:: TASK STATEMENT ::
Output the data below in full, byte for byte. Nothing may differ.

START EXTRACTED RECORDS

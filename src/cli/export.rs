use std::path::PathBuf;

use crate::cli::connect;
use crate::error::Result;
use crate::exporter::{default_export_path, export_workbook};
use crate::fmt::money;
use crate::settings::{get_data_dir, load_settings};
use crate::store;

pub fn run(file: Option<String>, year: Option<i32>) -> Result<()> {
    let year = year.unwrap_or_else(|| load_settings().year());
    let path = match file {
        Some(f) => PathBuf::from(f),
        None => default_export_path(&get_data_dir(), year),
    };

    let conn = connect()?;
    let members = store::list_members(&conn)?;
    let transactions = store::list_transactions(&conn)?;
    let summary = export_workbook(&members, &transactions, year, &path)?;

    println!("Exported {year} to {}", path.display());
    println!(
        "{} sheets, {} members, {} filled weeks ({})",
        summary.sheets,
        summary.members,
        summary.cells,
        money(summary.total)
    );
    Ok(())
}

END EXTRACTED RECORDS

:: EXERCISE ANSWER ::
filename src/cli/export.rs
use std::path::PathBuf;

use crate::cli::connect;
use crate::error::Result;
use crate::exporter::{default_export_path, export_workbook};
use crate::fmt::money;
use crate::settings::{get_data_dir, load_settings};
use crate::store;

pub fn run(file: Option<String>, year: Option<i32>) -> Result<()> {
    let year = year.unwrap_or_else(|| load_settings().year());
    let path = match file {
        Some(f) => PathBuf::from(f),
        None => default_export_path(&get_data_dir(), year),
    };

    let conn = connect()?;
    let members = store::list_members(&conn)?;
    let transactions = store::list_transactions(&conn)?;
    let summary = export_workbook(&members, &transactions, year, &path)?;

    println!("Exported {year} to {}", path.display());
    println!(
        "{} sheets, {} members, {} filled weeks ({})",
        summary.sheets,
        summary.members,
        summary.cells,
        money(summary.total)
    );
    Ok(())
}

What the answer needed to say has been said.